=== DATA FOR PROCESSING ===

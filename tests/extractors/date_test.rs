//! Tests for `src/extractors/date.rs` — rule precedence and date resolution.

use chrono::{Datelike, NaiveDate, Weekday};
use wayfarer::extractors::date::{next_weekday, DateExtractor};

// ---------------------------------------------------------------------------
// Helpers
// ---------------------------------------------------------------------------

fn ymd(y: i32, m: u32, d: u32) -> NaiveDate {
    NaiveDate::from_ymd_opt(y, m, d).expect("valid date")
}

fn extractor() -> DateExtractor {
    DateExtractor::new().expect("patterns compile")
}

fn parse_iso(iso: &str) -> NaiveDate {
    NaiveDate::parse_from_str(iso, "%Y-%m-%d").expect("ISO date")
}

const WEEKDAY_NAMES: [(&str, Weekday); 7] = [
    ("monday", Weekday::Mon),
    ("tuesday", Weekday::Tue),
    ("wednesday", Weekday::Wed),
    ("thursday", Weekday::Thu),
    ("friday", Weekday::Fri),
    ("saturday", Weekday::Sat),
    ("sunday", Weekday::Sun),
];

// ---------------------------------------------------------------------------
// Rule 1: next <weekday>
// ---------------------------------------------------------------------------

#[test]
fn next_friday_from_wednesday() {
    // 2025-01-01 is a Wednesday.
    let date = extractor().extract("I want to fly to Goa next Friday", ymd(2025, 1, 1));
    assert_eq!(date.as_deref(), Some("2025-01-03"));
}

#[test]
fn next_weekday_is_strictly_after_and_within_a_week() {
    let ext = extractor();
    let mut reference = ymd(2025, 12, 25);
    // Two full weeks of reference dates, crossing a year boundary.
    for _ in 0..14 {
        for (name, weekday) in WEEKDAY_NAMES {
            let iso = ext
                .extract(&format!("next {name}"), reference)
                .expect("rule 1 should match");
            let date = parse_iso(&iso);
            assert!(date > reference, "{iso} should be after {reference}");
            assert_eq!(date.weekday(), weekday);
            assert!(date.signed_duration_since(reference).num_days() <= 7);
        }
        reference = reference.succ_opt().expect("next day");
    }
}

#[test]
fn next_weekday_on_same_weekday_rolls_full_week() {
    // 2025-12-05 is a Friday.
    let date = extractor().extract("next friday", ymd(2025, 12, 5));
    assert_eq!(date.as_deref(), Some("2025-12-12"));
}

#[test]
fn next_weekday_is_case_insensitive() {
    let date = extractor().extract("NEXT MONDAY", ymd(2025, 1, 1));
    assert_eq!(date.as_deref(), Some("2025-01-06"));
}

#[test]
fn next_weekday_helper_matches_rule() {
    assert_eq!(next_weekday(ymd(2025, 1, 1), Weekday::Wed), Some(ymd(2025, 1, 8)));
}

// ---------------------------------------------------------------------------
// Rule 2: <day> <month>
// ---------------------------------------------------------------------------

#[test]
fn day_month_in_future_uses_reference_year() {
    let date = extractor().extract("on 5th December", ymd(2025, 1, 1));
    assert_eq!(date.as_deref(), Some("2025-12-05"));
}

#[test]
fn day_month_already_passed_rolls_to_next_year() {
    let date = extractor().extract("on 5th December", ymd(2025, 12, 10));
    assert_eq!(date.as_deref(), Some("2026-12-05"));
}

#[test]
fn day_month_on_reference_day_is_this_year() {
    let date = extractor().extract("3rd mar", ymd(2025, 3, 3));
    assert_eq!(date.as_deref(), Some("2025-03-03"));
}

#[test]
fn day_month_accepts_abbreviations() {
    let ext = extractor();
    let reference = ymd(2025, 1, 1);
    assert_eq!(ext.extract("20 sept", reference).as_deref(), Some("2025-09-20"));
    assert_eq!(ext.extract("1st jan", reference).as_deref(), Some("2025-01-01"));
    assert_eq!(ext.extract("22nd Feb", reference).as_deref(), Some("2025-02-22"));
    assert_eq!(ext.extract("9 august", reference).as_deref(), Some("2025-08-09"));
}

#[test]
fn impossible_day_month_falls_through_to_later_rules() {
    let date = extractor().extract("31 april, or on friday", ymd(2025, 1, 1));
    assert_eq!(date.as_deref(), Some("2025-01-03"));
}

// ---------------------------------------------------------------------------
// Rule 3: literal ISO date
// ---------------------------------------------------------------------------

#[test]
fn iso_date_is_returned_verbatim() {
    let date = extractor().extract("flights to goa for 2025-12-05 please", ymd(2030, 6, 1));
    assert_eq!(date.as_deref(), Some("2025-12-05"));
}

#[test]
fn iso_date_is_not_calendar_checked() {
    let date = extractor().extract("2025-13-45", ymd(2025, 1, 1));
    assert_eq!(date.as_deref(), Some("2025-13-45"));
}

// ---------------------------------------------------------------------------
// Rule 4: on <weekday>
// ---------------------------------------------------------------------------

#[test]
fn on_weekday_resolves_to_next_occurrence() {
    // Wednesday reference, "on wednesday" means a week later.
    let date = extractor().extract("leaving on wednesday", ymd(2025, 1, 1));
    assert_eq!(date.as_deref(), Some("2025-01-08"));
}

// ---------------------------------------------------------------------------
// Precedence and misses
// ---------------------------------------------------------------------------

#[test]
fn next_weekday_beats_iso_date() {
    let date = extractor().extract("next friday or 2025-12-20", ymd(2025, 1, 1));
    assert_eq!(date.as_deref(), Some("2025-01-03"));
}

#[test]
fn day_month_beats_iso_date() {
    let date = extractor().extract("2025-12-20 or 5 dec", ymd(2025, 1, 1));
    assert_eq!(date.as_deref(), Some("2025-12-05"));
}

#[test]
fn iso_date_beats_on_weekday() {
    let date = extractor().extract("on friday 2025-12-20", ymd(2025, 1, 1));
    assert_eq!(date.as_deref(), Some("2025-12-20"));
}

#[test]
fn no_date_cue_returns_none() {
    let ext = extractor();
    let reference = ymd(2025, 1, 1);
    assert_eq!(ext.extract("I want to fly to Goa", reference), None);
    assert_eq!(ext.extract("sometime soon", reference), None);
    assert_eq!(ext.extract("", reference), None);
}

===

ASSIGNMENT: From the first line of the listing above to the line that contains "fn ymd(y: i32, m: u32, d: u32)", inclusive, restate every line word for word. Nothing else belongs in the answer.

FINISHED TASK:
filename tests/extractors/date_test.rs
//! Tests for `src/extractors/date.rs` — rule precedence and date resolution.

use chrono::{Datelike, NaiveDate, Weekday};
use wayfarer::extractors::date::{next_weekday, DateExtractor};

// ---------------------------------------------------------------------------
// Helpers
// ---------------------------------------------------------------------------

fn ymd(y: i32, m: u32, d: u32) -> NaiveDate {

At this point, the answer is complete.